Lorsqu’on se lance dans l’aventure ô combien nébuleuse qu’est celle de se multiplier, loin de nous l’idée, qu’un jour, ces mignons petits bébés qui sourient béatement à notre seule vue, se transformeront brutalement en grandes bringues à l’allure nonchalante, traînant leur pauvre carcasse de pièce en pièce, marmonnant des paroles incompréhensibles tout en nous jetant quelque regard en biais, consternés que leur être suprême soit issu de l’union de deux entités aussi dénuées d’intérêt qu’un citron pressé.
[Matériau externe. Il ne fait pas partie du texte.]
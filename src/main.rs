//! divy-ledger CLI
//!
//! Split expenses and compute group balances from a ledger snapshot.
//!
//! # Usage
//!
//! ```bash
//! # Show how every expense splits
//! divy-ledger split --input trip.json
//!
//! # Net balances plus a simplified settlement plan, as JSON
//! divy-ledger balances --input trip.json --format json
//!
//! # Generate a random snapshot for testing
//! divy-ledger generate --members 6 --expenses 40 --output trip.json
//! ```

use divy_ledger::api::responses::{BalancesResponse, ErrorResponse, HistoryResponse, SplitResponse};
use divy_ledger::api::snapshot::LedgerSnapshot;
use divy_ledger::config::LedgerConfig;
use divy_ledger::core::currency::CurrencyCode;
use divy_ledger::core::error::LedgerError;
use divy_ledger::engine::ledger::GroupLedger;
use divy_ledger::engine::settlement::simplify_debts;
use divy_ledger::simulation::scenario::{generate_random_ledger, ScenarioConfig};
use serde::Serialize;
use std::fs;
use std::process;

fn print_usage() {
    eprintln!(
        r#"divy-ledger: expense splitting and group balances

USAGE:
    divy-ledger <COMMAND> [OPTIONS]

COMMANDS:
    split       Show how each expense in a snapshot splits
    balances    Net balances and a simplified settlement plan
    history     Expenses and payments, newest first (JSON)
    generate    Generate a random ledger snapshot (for testing)
    help        Show this message

OPTIONS (split, balances, history):
    --input <FILE>      Path to JSON snapshot file
    --format <FORMAT>   Output format: text (default) or json
    --currency <CODE>   Currency for groups that do not name one
    --no-simplify       Leave out the settlement plan (balances)

OPTIONS (generate):
    --members <N>       Number of members (default: 5)
    --expenses <N>      Number of expenses (default: 20)
    --payments <N>      Number of payments (default: 5)
    --currency <CODE>   Ledger currency (default: USD)
    --seed <N>          Seed for a reproducible ledger
    --output <FILE>     Write to file instead of stdout

ENVIRONMENT:
    DIVY_CURRENCY       Default currency (overridden by --currency)
    DIVY_SIMPLIFY       true/false, include settlement plan by default
    RUST_LOG            Log filter, e.g. RUST_LOG=divy_ledger=debug

EXAMPLES:
    divy-ledger split --input trip.json
    divy-ledger balances --input trip.json --format json
    divy-ledger generate --members 8 --expenses 60 --seed 7 --output trip.json"#
    );
}

struct ReportOptions {
    input_path: String,
    json: bool,
}

fn fail(message: impl std::fmt::Display) -> ! {
    eprintln!("Error: {}", message);
    process::exit(1);
}

fn fail_ledger(err: &LedgerError, json: bool) -> ! {
    log::error!("{}", err);
    if json {
        print_json(&ErrorResponse::from(err));
        process::exit(1);
    }
    fail(err)
}

fn print_json<T: Serialize>(value: &T) {
    match serde_json::to_string_pretty(value) {
        Ok(json) => println!("{}", json),
        Err(e) => fail(format!("could not encode output: {}", e)),
    }
}

fn next_value(args: &[String], i: usize, flag: &str, expected: &str) -> String {
    args.get(i)
        .cloned()
        .unwrap_or_else(|| fail(format!("{} requires {}", flag, expected)))
}

fn parse_report_args(args: &[String], config: &mut LedgerConfig) -> ReportOptions {
    let mut input_path = None;
    let mut format = "text".to_string();
    let mut i = 0;
    while i < args.len() {
        match args[i].as_str() {
            "--input" => {
                i += 1;
                input_path = Some(next_value(args, i, "--input", "a file path"));
            }
            "--format" => {
                i += 1;
                format = next_value(args, i, "--format", "'text' or 'json'");
            }
            "--currency" => {
                i += 1;
                config.default_currency =
                    CurrencyCode::new(next_value(args, i, "--currency", "a currency code"));
            }
            "--no-simplify" => config.include_settlement_plan = false,
            other => fail(format!("Unknown option: {}", other)),
        }
        i += 1;
    }

    if format != "text" && format != "json" {
        fail(format!("unknown format '{}', expected 'text' or 'json'", format));
    }

    ReportOptions {
        input_path: input_path.unwrap_or_else(|| fail("--input <FILE> is required")),
        json: format == "json",
    }
}

fn load_ledger(options: &ReportOptions, config: &LedgerConfig) -> GroupLedger {
    let content = fs::read_to_string(&options.input_path).unwrap_or_else(|e| {
        fail(format!("reading file '{}': {}", options.input_path, e))
    });

    let snapshot: LedgerSnapshot = serde_json::from_str(&content).unwrap_or_else(|e| {
        eprintln!("Error parsing JSON: {}", e);
        eprintln!("Expected format:");
        eprintln!(
            r#"{{
  "group": {{ "id": 7, "name": "Trip", "created_by": 1,
             "members": [{{ "id": 1, "username": "ana" }}, {{ "id": 2, "username": "ben" }}] }},
  "expenses": [{{ "amount": "30.00", "paid_by": 1, "description": "Dinner" }}],
  "payments": [{{ "from_user": 2, "to_user": 1, "amount": "15.00", "status": "settled" }}]
}}"#
        );
        process::exit(1);
    });

    let ledger = snapshot
        .into_ledger(&config.default_currency)
        .unwrap_or_else(|e| fail_ledger(&e, options.json));
    log::info!(
        "loaded group {} with {} expenses and {} payments",
        ledger.group().id(),
        ledger.expenses().len(),
        ledger.payments().len()
    );
    ledger
}

fn cmd_split(args: &[String], mut config: LedgerConfig) {
    let options = parse_report_args(args, &mut config);
    let ledger = load_ledger(&options, &config);
    let splits = ledger
        .splits()
        .unwrap_or_else(|e| fail_ledger(&e, options.json));

    if options.json {
        let responses: Vec<SplitResponse> = splits.into_iter().map(SplitResponse::from).collect();
        print_json(&responses);
    } else {
        for (split, expense) in splits.iter().zip(ledger.expenses()) {
            if !expense.description().is_empty() {
                println!("{}", expense.description());
            }
            println!("{}", split);
        }
    }
}

fn cmd_balances(args: &[String], mut config: LedgerConfig) {
    let options = parse_report_args(args, &mut config);
    let ledger = load_ledger(&options, &config);

    if options.json {
        let mut response =
            BalancesResponse::from_ledger(&ledger).unwrap_or_else(|e| fail_ledger(&e, true));
        if !config.include_settlement_plan {
            response.simplified_transactions.clear();
        }
        print_json(&response);
        return;
    }

    let balances = ledger
        .net_balances()
        .unwrap_or_else(|e| fail_ledger(&e, false));
    println!("Group: {} ({})", ledger.group().name(), ledger.group().currency());
    println!("{}", balances);

    if config.include_settlement_plan {
        let plan = simplify_debts(&balances);
        if plan.is_empty() {
            println!("Everyone is settled up.");
        } else {
            println!("=== Suggested Transfers ===");
            for transfer in &plan {
                println!("  {} → {}: {}", transfer.from, transfer.to, transfer.amount);
            }
        }
    }
}

fn cmd_history(args: &[String], mut config: LedgerConfig) {
    let options = parse_report_args(args, &mut config);
    let ledger = load_ledger(&options, &config);
    print_json(&HistoryResponse::from(&ledger));
}

fn parse_count(args: &[String], i: usize, flag: &str) -> usize {
    args.get(i)
        .and_then(|s| s.parse().ok())
        .unwrap_or_else(|| fail(format!("{} requires a number", flag)))
}

fn cmd_generate(args: &[String], config: LedgerConfig) {
    let mut scenario = ScenarioConfig {
        currency: config.default_currency,
        ..Default::default()
    };
    let mut output_path: Option<String> = None;
    let mut i = 0;
    while i < args.len() {
        match args[i].as_str() {
            "--members" => {
                i += 1;
                scenario.member_count = parse_count(args, i, "--members");
            }
            "--expenses" => {
                i += 1;
                scenario.expense_count = parse_count(args, i, "--expenses");
            }
            "--payments" => {
                i += 1;
                scenario.payment_count = parse_count(args, i, "--payments");
            }
            "--currency" => {
                i += 1;
                scenario.currency =
                    CurrencyCode::new(next_value(args, i, "--currency", "a currency code"));
            }
            "--seed" => {
                i += 1;
                scenario.seed = Some(parse_count(args, i, "--seed") as u64);
            }
            "--output" => {
                i += 1;
                output_path = Some(next_value(args, i, "--output", "a file path"));
            }
            other => fail(format!("Unknown option: {}", other)),
        }
        i += 1;
    }

    let ledger = generate_random_ledger(&scenario);
    let snapshot = LedgerSnapshot::from(&ledger);
    let json = serde_json::to_string_pretty(&snapshot)
        .unwrap_or_else(|e| fail(format!("could not encode snapshot: {}", e)));

    if let Some(path) = output_path {
        fs::write(&path, &json)
            .unwrap_or_else(|e| fail(format!("writing to '{}': {}", path, e)));
        eprintln!(
            "Generated {} expenses and {} payments across {} members → {}",
            ledger.expenses().len(),
            ledger.payments().len(),
            ledger.group().member_count(),
            path
        );
    } else {
        println!("{}", json);
    }
}

fn main() {
    env_logger::init();

    let args: Vec<String> = std::env::args().collect();

    if args.len() < 2 {
        print_usage();
        process::exit(1);
    }

    let config = LedgerConfig::from_env();
    let command = args[1].as_str();
    let rest = &args[2..];

    match command {
        "split" => cmd_split(rest, config),
        "balances" => cmd_balances(rest, config),
        "history" => cmd_history(rest, config),
        "generate" => cmd_generate(rest, config),
        "help" | "--help" | "-h" => print_usage(),
        _ => {
            eprintln!("Unknown command: {}", command);
            print_usage();
            process::exit(1);
        }
    }
}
La seule pensée que leurs géniteurs aient été eux aussi des adolescents traversant les affres de cette fameuse crise ne les effleurent pas : Leurs parents sont nés parents et n’ont été crées que pour les empêcher de se réaliser pleinement, d’aller à la rencontre de leur moi profond, ce qui, bien entendu, passe par toutes sortes d’expériences dont le résultat désastreux est de faire carburer la mère aux somnifères et d’augmenter considérablement les risques d’infarctus du père.
Comme disait mon ami le p’tit Gibus (à quelque variation près) : « si j’aurai su, j’aurai pas pondu » parce qu’en observant mes amies affrontant courageusement la traversée du désert, j’ai comme une furieuse envie de congeler mes trois vers de terre jusqu’à qu’ils aient atteint la trentaine bien sonnée !
Tout commence avec le préado, lequel, n’ayant ni poil au menton ni tétés qui pointent, n’en est pas moins un petit insolent qui ose remettre notre autorité en question tout en soufflant et levant les yeux au ciel parce que non, aujourd’hui, on n’invitera pas de copain et ce serait sympa de ramasser ta serviette qui traîne dans la salle de bain, merci ! Et on passera sous silence la chambre mal (pas) rangée, les culottes (sales) qui commencent à s’accumuler sous le lit ainsi que le placard à vêtements qui semble avoir été victime de la bombe atomique…
La préadolescence, donc, nous donne un aperçu gentillet de ce que l’on va subir puissance dix mais nous octroie cependant un temps d’adaptation pour acquérir vite fait un gilet pare-ado.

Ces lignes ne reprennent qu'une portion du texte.